Parsifal 2023 à Bayreuth ou le triomphe de la musique et du chant

 

Pablo Heras-Casado © Javier Salas Heras-Casado

 

Le Festival de Bayreuth a confié cette année la direction de sa nouvelle production de Parsifal à Pablo Heras-Casado qui s’est taillé une enviable réputation internationale. C’est la première fois que le chef espagnol dirige une production bayreuthoise et pour un coup d’essai, c’est un coup de maître. Le triomphe est total, on a rarement eu l’occasion d’écouter un Parsifal exprimé avec une telle perfection sonore, un sens aussi nuancé du pathos, une adéquation aussi prononcée entre le livret et le déploiement musical. Pablo Heras-Casado maîtrise l’acoustique du Festspielhaus comme s’il était dans son élément naturel et qu’il n’avait jamais connu rien d’autre. Il rend avec une sensibilité émotionnelle exquise toutes les nuances, tous les détails, toutes les couleurs de la partition. L’auditoire est aux anges. ” On n’a plus entendu cela depuis plus de vingt ans “, entend-on aux entractes. Mieux encore, “Cela tient du miracle. C’est mon meilleur Parsifal !” confie un vétéran. Il parlait bien entendu de la musique.

 

©BR Klassik

 

 

La captation vidéo de BR-Klassik a pu filmer la fosse d’orchestre et, rare privilège, nous montre le chef à l’œuvre, dirigeant sans baguette au moment du prélude du premier acte. Il porte un polo noir avec l’insigne brodé de l’Orchestre du Bayreuther Festspiele. Le regard est doux et brillant, les yeux se ferment parfois et marquent une intériorité émue, le mouvement des bras et des mains marquent le tempo, le doigté est extrêmement précis. C’est émouvant et de toute beauté. Détail amusant, on peut voir un vieux téléphone obsolète à droite de l’image.
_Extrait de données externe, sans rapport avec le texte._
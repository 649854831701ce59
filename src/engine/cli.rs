//! SportsOrg CLI Module
//! Command-line interface for account and record operations

pub mod formatter;

use clap::{Args, Parser, Subcommand};
use std::path::PathBuf;

use crate::engine::records::{EntityKind, FieldValues};

#[derive(Parser, Debug)]
#[command(name = "sportsorg")]
#[command(version)]
#[command(about = "Records of a sports organization: athletes, trainers, judges, medals, organizers", long_about = None)]
pub struct Cli {
    /// Directory holding sportsorg.config.json (defaults to current directory)
    #[arg(short, long, global = true, env = "SPORTSORG_CONFIG")]
    pub config: Option<PathBuf>,

    /// Database file, overriding the configured path
    #[arg(long, global = true, env = "SPORTSORG_DB")]
    pub db: Option<PathBuf>,

    /// Output format (json for scripting)
    #[arg(short, long, global = true, default_value = "text")]
    pub format: OutputFormat,

    #[command(subcommand)]
    pub command: Commands,
}

#[derive(Debug, Clone, Copy, PartialEq, Eq, clap::ValueEnum)]
pub enum OutputFormat {
    Text,
    Json,
}

/// Login credentials for commands that act as a user
#[derive(Args, Debug, Clone)]
pub struct Credentials {
    #[arg(short, long)]
    pub username: String,

    #[arg(short, long, env = "SPORTSORG_PASSWORD", hide_env_values = true)]
    pub password: String,
}

#[derive(Subcommand, Debug)]
pub enum Commands {
    /// Write a default config and create the database
    Init {
        /// Organization name stored in the config
        #[arg(short, long)]
        name: Option<String>,

        /// Overwrite an existing config file
        #[arg(long)]
        force: bool,
    },

    /// Create an account
    Register {
        #[command(flatten)]
        credentials: Credentials,

        /// athlete, trainer, judge or organizer
        #[arg(short, long)]
        role: String,

        #[arg(long)]
        first_name: String,

        #[arg(long)]
        last_name: String,
    },

    /// Check credentials and show the screens available to the account
    Login {
        #[command(flatten)]
        credentials: Credentials,
    },

    /// List the rows of an entity visible to the user
    List {
        entity: EntityKind,

        #[command(flatten)]
        credentials: Credentials,
    },

    /// Add a row
    Add {
        entity: EntityKind,

        /// Field value as name=value, repeatable
        #[arg(short, long = "set", value_parser = parse_key_val)]
        set: Vec<(String, String)>,

        #[command(flatten)]
        credentials: Credentials,
    },

    /// Change fields of an existing row
    Edit {
        entity: EntityKind,

        id: i64,

        /// Field value as name=value, repeatable
        #[arg(short, long = "set", value_parser = parse_key_val)]
        set: Vec<(String, String)>,

        #[command(flatten)]
        credentials: Credentials,
    },

    /// Delete a row after confirmation
    Delete {
        entity: EntityKind,

        id: i64,

        /// Do not prompt for confirmation
        #[arg(short, long)]
        yes: bool,

        #[command(flatten)]
        credentials: Credentials,
    },

    /// Migration commands
    Migrate {
        #[command(subcommand)]
        action: MigrateAction,
    },
}

#[derive(Subcommand, Debug)]
pub enum MigrateAction {
    /// Show applied and pending migrations
    Status,

    /// Apply pending migrations
    Push,
}

impl Cli {
    pub fn get_config_dir(&self) -> PathBuf {
        self.config
            .clone()
            .unwrap_or_else(|| std::env::current_dir().unwrap_or_else(|_| PathBuf::from(".")))
    }
}

/// Parse a `name=value` pair. The value may be empty or contain `=`.
pub fn parse_key_val(s: &str) -> Result<(String, String), String> {
    let (key, value) = s
        .split_once('=')
        .ok_or_else(|| format!("expected name=value, got '{}'", s))?;
    let key = key.trim();
    if key.is_empty() {
        return Err(format!("missing field name in '{}'", s));
    }
    Ok((key.to_string(), value.to_string()))
}

pub fn field_values(pairs: Vec<(String, String)>) -> FieldValues {
    pairs.into_iter().collect()
}

#[cfg(test)]
mod tests {
    use super::*;

    #[test]
    fn test_parse_key_val() {
        assert_eq!(parse_key_val("weight=1.5").unwrap(), ("weight".to_string(), "1.5".to_string()));
        assert_eq!(parse_key_val("email=a=b").unwrap().1, "a=b");
        assert_eq!(parse_key_val("birth_date=").unwrap().1, "");
        assert!(parse_key_val("weight").is_err());
        assert!(parse_key_val("=1").is_err());
    }

    #[test]
    fn test_parse_list_command() {
        let cli = Cli::try_parse_from([
            "sportsorg", "--db", ":memory:", "list", "medal", "-u", "jo", "-p", "pw",
        ])
        .unwrap();
        assert_eq!(cli.db, Some(PathBuf::from(":memory:")));
        match cli.command {
            Commands::List { entity, credentials } => {
                assert_eq!(entity, EntityKind::Medals);
                assert_eq!(credentials.username, "jo");
            }
            other => panic!("unexpected command: {:?}", other),
        }
    }

    #[test]
    fn test_parse_edit_with_fields() {
        let cli = Cli::try_parse_from([
            "sportsorg", "edit", "athletes", "3", "--set", "phone_number=555", "--set",
            "sport_rank=1", "-u", "boss", "-p", "pw", "--format", "json",
        ])
        .unwrap();
        assert_eq!(cli.format, OutputFormat::Json);
        match cli.command {
            Commands::Edit { entity, id, set, .. } => {
                assert_eq!(entity, EntityKind::Athletes);
                assert_eq!(id, 3);
                let fields = field_values(set);
                assert_eq!(fields.get("sport_rank").map(String::as_str), Some("1"));
                assert_eq!(fields.len(), 2);
            }
            other => panic!("unexpected command: {:?}", other),
        }
    }

    #[test]
    fn test_unknown_entity_rejected() {
        assert!(Cli::try_parse_from(["sportsorg", "list", "coaches", "-u", "x", "-p", "y"]).is_err());
    }
}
Pablo Heras-Casado a livré son secret dans plusieurs interviews, notamment dans Hojotoho!, le magazine du festival de Bayreuth ou dans une interview recueillie par Maximilian Meier pour BR-Klassik, dont nous avons fidèlement tenté de recueillir la substantifique moelle en la résumant.

Pablo Heras-Casado et Parsifal 

Pablo Heras-Casado considère Wagner, dont chaque opéra constitue une révolution en soi, comme le plus grand génie de son époque. Il fut fasciné par la musique et la poésie de Wagner dès l’époque de sa formation. À l’âge de 21 ans, il décrocha une bourse qui lui permit de passer trois semaines à Bayreuth dans le cadre du Festival des jeunes artistes (Festival jünger Künstler). Il put alors assister au Ring dirigé par Adam Fischer. Son désir ardent de pouvoir un jour diriger lui-même les œuvres de Wagner date de cette époque.
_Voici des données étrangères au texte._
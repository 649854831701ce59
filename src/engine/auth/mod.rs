//! Auth Module
//!
//! Password hashing and the account registration/login service

pub mod password;
pub mod service;

pub use password::PasswordService;
pub use service::{AuthError, AuthService, ProfileFields};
Ce souhait devint réalité lorsqu’il eut l’occasion de diriger son premier opéra wagnérien, Der fliegende Holländer, puis, plus récemment son fameux Ring de Madrid dont la préparation lui prit quatre ans. Le Ring, confie-t-il, est une montagne géante, un Everest, la plus grande œuvre qu’un homme ait jamais réalisée. Cette année, à Bayreuth, il se dit enthousiasmé par l’esprit d’ouverture et la tension vers la perfection qui animent tous les artistes et les équipes techniques qui participent à la création de Parsifal. Il a fait l’expérience des particularités de la fosse d’orchestre et de l’acoustique si particulière de la Maison du Festival lorsque commencèrent les répétitions avec accompagnement de piano. Selon lui, l’effet acoustique extraordinaire de la fosse couverte de Bayreuth fait que la musique semble venir d’un emplacement situé à la fois à l’arrière et sous les chanteurs, ce qui produit une union parfaite entre le chant et le texte, une parfaite universalité de la texture et des sonorités, qui tient du miracle.
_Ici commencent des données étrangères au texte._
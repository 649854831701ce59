//! SportsOrg Migrations Module
//! Embedded schema migrations, applied in order and journaled with checksums

use crate::engine::database::{self, Database, DatabaseError};
use sha2::{Digest, Sha256};
use thiserror::Error;
use tracing::info;

#[derive(Error, Debug)]
pub enum MigrationError {
    #[error("Database error: {0}")]
    Database(#[from] DatabaseError),
    #[error("Schema drift detected: {0}")]
    SchemaDrift(String),
    #[error("Unknown migration in journal: {0}")]
    Unknown(String),
    #[error("SQL execution error: {0}")]
    SqlError(#[from] rusqlite::Error),
}

#[derive(Debug, Clone)]
pub struct Migration {
    pub name: &'static str,
    pub sql: &'static str,
}

impl Migration {
    pub fn checksum(&self) -> String {
        compute_checksum(self.sql)
    }
}

/// Every migration the application knows, oldest first
pub const MIGRATIONS: &[Migration] = &[
    Migration {
        name: "0001_sports_schema",
        sql: include_str!("../../sql/migrations/0001_sports_schema.sql"),
    },
    Migration {
        name: "0002_username_uniqueness",
        sql: include_str!("../../sql/migrations/0002_username_uniqueness.sql"),
    },
];

#[derive(Debug)]
pub struct MigrationStatus {
    pub applied_count: usize,
    pub pending_count: usize,
    pub pending_migrations: Vec<String>,
}

pub struct MigrationRunner {
    migrations: &'static [Migration],
}

impl Default for MigrationRunner {
    fn default() -> Self {
        Self::new()
    }
}

impl MigrationRunner {
    pub fn new() -> Self {
        Self {
            migrations: MIGRATIONS,
        }
    }

    pub(crate) fn with_migrations(migrations: &'static [Migration]) -> Self {
        Self { migrations }
    }

    /// Migrations not yet in the journal. Fails if an applied migration changed since it ran.
    pub fn list_pending(&self, db: &Database) -> Result<Vec<&'static Migration>, MigrationError> {
        let applied = db.get_applied_migrations()?;

        for (name, checksum) in &applied {
            let known = self
                .migrations
                .iter()
                .find(|m| m.name == name.as_str())
                .ok_or_else(|| MigrationError::Unknown(name.clone()))?;
            if &known.checksum() != checksum {
                return Err(MigrationError::SchemaDrift(format!(
                    "{} was modified after it was applied",
                    name
                )));
            }
        }

        Ok(self
            .migrations
            .iter()
            .filter(|m| !applied.iter().any(|(name, _)| name.as_str() == m.name))
            .collect())
    }

    pub fn apply(&self, db: &Database, migration: &Migration) -> Result<(), MigrationError> {
        let mut conn = db.get_connection()?;

        // Dropping the transaction without commit rolls it back
        let tx = conn.transaction()?;
        tx.execute_batch(migration.sql)?;
        database::record_migration(&tx, migration.name, &migration.checksum())?;
        tx.commit()?;

        info!(migration = migration.name, "migration applied");
        Ok(())
    }

    /// Apply every pending migration, returning the names applied
    pub fn push(&self, db: &Database) -> Result<Vec<String>, MigrationError> {
        let pending = self.list_pending(db)?;
        let mut applied = Vec::new();

        for migration in pending {
            self.apply(db, migration)?;
            applied.push(migration.name.to_string());
        }

        Ok(applied)
    }

    pub fn check(&self, db: &Database) -> Result<MigrationStatus, MigrationError> {
        let applied = db.get_applied_migrations()?;
        let pending = self.list_pending(db)?;

        Ok(MigrationStatus {
            applied_count: applied.len(),
            pending_count: pending.len(),
            pending_migrations: pending.iter().map(|m| m.name.to_string()).collect(),
        })
    }
}

fn compute_checksum(sql: &str) -> String {
    let mut hasher = Sha256::new();
    hasher.update(sql.as_bytes());
    let result = hasher.finalize();
    base64::Engine::encode(&base64::engine::general_purpose::STANDARD, result)
}

#[cfg(test)]
mod tests {
    use super::*;

    #[test]
    fn test_push_creates_schema() {
        let db = Database::in_memory().unwrap();
        let applied = MigrationRunner::new().push(&db).unwrap();
        assert_eq!(applied, vec!["0001_sports_schema", "0002_username_uniqueness"]);

        let tables = db.get_tables().unwrap();
        for table in [
            "athletes",
            "trainers",
            "judges",
            "organizers",
            "medals",
            "venues",
            "sports_inventories",
        ] {
            assert!(tables.iter().any(|t| t == table), "missing {}", table);
        }
    }

    #[test]
    fn test_push_is_idempotent() {
        let db = Database::in_memory().unwrap();
        let runner = MigrationRunner::new();
        runner.push(&db).unwrap();
        assert!(runner.push(&db).unwrap().is_empty());

        let status = runner.check(&db).unwrap();
        assert_eq!(status.applied_count, MIGRATIONS.len());
        assert_eq!(status.pending_count, 0);
    }

    #[test]
    fn test_drift_detected() {
        static EDITED: &[Migration] = &[Migration {
            name: "0001_sports_schema",
            sql: "CREATE TABLE something_else (id INTEGER);",
        }];

        let db = Database::in_memory().unwrap();
        MigrationRunner::new().push(&db).unwrap();

        let err = MigrationRunner::with_migrations(EDITED).check(&db).unwrap_err();
        assert!(matches!(err, MigrationError::SchemaDrift(_)));
    }

    #[test]
    fn test_failed_migration_rolls_back() {
        static BROKEN: &[Migration] = &[Migration {
            name: "0001_broken",
            sql: "CREATE TABLE half_done (id INTEGER); THIS IS NOT SQL;",
        }];

        let db = Database::in_memory().unwrap();
        let runner = MigrationRunner::with_migrations(BROKEN);
        assert!(runner.push(&db).is_err());
        assert!(db.get_tables().unwrap().is_empty());
        assert!(db.get_applied_migrations().unwrap().is_empty());
    }

    #[test]
    fn test_checksum_stable() {
        assert_eq!(compute_checksum("SELECT 1"), compute_checksum("SELECT 1"));
        assert_ne!(compute_checksum("SELECT 1"), compute_checksum("SELECT 2"));
    }
}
Pablo Heras-Casado considère le texte du libretto comme essentiel car il souligne ce qu’exprime la musique. Il se focalise constamment sur ce qui relie la langue, la rhétorique, la signification des mots et l’expression des notes. Les couleurs du texte, le traitement des phrases et leur articulation doivent se refléter exactement dans la musique. Chaque lettre, chaque consonne, chaque phrase doivent être travaillées. La poésie et le drame contenus dans le texte génèrent chez Wagner la structure de la musique. Cela exige un long travail de préparation qui mène à une compréhension intime du texte. Dans le cas particulier de Parsifal, le chef s’est attaché à comprendre la signification profonde de chaque mot de manière à pouvoir la rendre au plus près dans l’expression musicale. Chaque mot, chaque moment, chaque rôle engendrent un monde sonore et un moment émotionnel très complexes. Et cela ne laisse pas de place à l’ornementation. De là l’importance des leitmotivs, qui sont des gestes rhétoriques créateurs. La musique a une haute valeur sémantique.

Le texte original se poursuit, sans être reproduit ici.